As a society we are in a cultural freefall right now. We haven’t come to terms with what’s really going on—that this is major, it’s not temporary. Even if the pandemic were solved tomorrow, we have yet to understand what got us here and to determine how society will respond.
What will happen when it’s not just New York City where the numbers and death toll rise exponentially? It will become very real when people can’t get access to medical and other services. Ultimately, we are going to have to face some real internal issues about who Americans really are. What are human life and health really worth? Is having a great economy that makes someone a lot of money what defines us?
Ultimately, we are going to have to face some real internal issues about who Americans really are.
Day to day, we still try to extend the foundation of the work on which TEAM Westport was focused before the COVID crisis (since there is no way of knowing what the world will be like when we come out of this). When it comes to race and ethnicity, in a lot of ways, we’ll have to look at each other and get down to what’s really important. We’ve heard reports of racial bias against Asian-Americans as a result of misguided beliefs about the Corona Virus—even before mandatory social distancing. We’ve heard about such incidents both within schools and among adults. Obviously, this is not singularly a Westport phenomenon, but it’s here.
It does make you wonder if this COVID situation will make everyone to some extent the “other” as they experience fear of contact from people with whom they were close before. If everyone gets a taste of being “othered” for a while, the question is: How do you come out of it? Will people say “I’m never doing that to anyone again” or will they end up in denial saying, “I’ve lived through it and moved on. You people should as well.”?
In our own family, it’s been difficult in several ways. Our son, who was raised in Westport, recently moved to town with his own family. Just when we were enjoying having them close—especially our little grandson—this happened. We once experimented with going to Sherwood Island to walk around and talk with them as a physically distanced group so we could at least see each other. However, we have since discontinued even that. It is extremely frustrating that we can’t run up to our 3-year old grandson and hug him. We can’t wrestle like we used to do. Normally he’s in our arms. We can see he’s frustrated too, although it’s for his own safety and ours as well. It’s a mutual thing.
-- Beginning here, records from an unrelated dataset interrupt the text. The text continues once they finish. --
use std::sync::Arc;
use mongodb::{bson::{doc, oid::ObjectId, DateTime, Document}, options::IndexOptions, IndexModel};
use crate::{
    caching::redis::RedisClient,
    core::registry::Repository,
    db::Database,
    domain::entities::content::schedule::Schedule,
};
use singleton_macro::repository;
use crate::core::errors::{db_error, AppError};
use crate::repositories::common::{find_all, inserted_object_id};

#[repository(name = "schedule", collection = "schedules")]
pub struct ScheduleRepository {
    db: Arc<Database>,
    redis: Arc<RedisClient>,
}

/// 시작 시각 범위 조건
fn start_time_range(user_id: &ObjectId, from: Option<DateTime>, to: Option<DateTime>) -> Document {
    let mut filter = doc! { "user_id": *user_id };
    let mut range = Document::new();

    if let Some(from) = from {
        range.insert("$gte", from);
    }
    if let Some(to) = to {
        range.insert("$lte", to);
    }
    if !range.is_empty() {
        filter.insert("start_time", range);
    }

    filter
}

impl ScheduleRepository {
    pub async fn find_by_id(&self, id: &ObjectId) -> Result<Option<Schedule>, AppError> {
        self.collection::<Schedule>()
            .find_one(doc! { "_id": *id })
            .await
            .map_err(db_error)
    }

    pub async fn create(&self, mut schedule: Schedule) -> Result<Schedule, AppError> {
        let result = self.collection::<Schedule>()
            .insert_one(&schedule)
            .await
            .map_err(db_error)?;

        schedule.id = Some(inserted_object_id(&result)?);
        Ok(schedule)
    }

    pub async fn save(&self, schedule: &Schedule) -> Result<(), AppError> {
        let id = schedule.id
            .ok_or_else(|| AppError::InternalError("저장되지 않은 일정입니다".to_string()))?;

        self.collection::<Schedule>()
            .replace_one(doc! { "_id": id }, schedule)
            .await
            .map_err(db_error)?;

        Ok(())
    }

    pub async fn delete(&self, id: &ObjectId) -> Result<bool, AppError> {
        let result = self.collection::<Schedule>()
            .delete_one(doc! { "_id": *id })
            .await
            .map_err(db_error)?;

        Ok(result.deleted_count > 0)
    }

    /// 시작 시각 오름차순
    pub async fn list_by_user(&self, user_id: &ObjectId, from: Option<DateTime>, to: Option<DateTime>) -> Result<Vec<Schedule>, AppError> {
        find_all(
            &self.collection::<Schedule>(),
            start_time_range(user_id, from, to),
            doc! { "start_time": 1 },
            None,
        ).await
    }

    pub async fn create_indexes(&self) -> Result<(), AppError> {
        let user_index = IndexModel::builder()
            .keys(doc! { "user_id": 1, "start_time": 1 })
            .options(IndexOptions::builder()
                .name("user_start_time".to_string())
                .build())
            .build();

        self.collection::<Schedule>()
            .create_indexes([user_index])
            .await
            .map_err(db_error)?;

        Ok(())
    }
}

#[cfg(test)]
mod tests {
    use super::*;

    #[test]
    fn test_range_omitted_without_bounds() {
        let user_id = ObjectId::new();
        let filter = start_time_range(&user_id, None, None);

        assert!(!filter.contains_key("start_time"));
        assert_eq!(filter.get_object_id("user_id").unwrap(), user_id);
    }

    #[test]
    fn test_range_includes_given_bounds() {
        let from = DateTime::from_millis(1_000);
        let filter = start_time_range(&ObjectId::new(), Some(from), None);
        let range = filter.get_document("start_time").unwrap();

        assert_eq!(range.get_datetime("$gte").unwrap(), &from);
        assert!(!range.contains_key("$lte"));
    }
}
Our daughter and other grandson are in Florida where she is a pediatrician. We’ve been spending time trying to help her shift her practice toward online patient services and tele-medicine platforms where it makes sense. It’s a challenge because she works with a population that can be distrustful of technology in the first place. Of course, technology helps us personally because we can FaceTime our grandson but, of course, it’s not like being there.
The key, ultimately, whether we talk about community or within the family is that we have to focus on staying as connected as possible so we have the greatest potential for coming out better on the other side of this transition.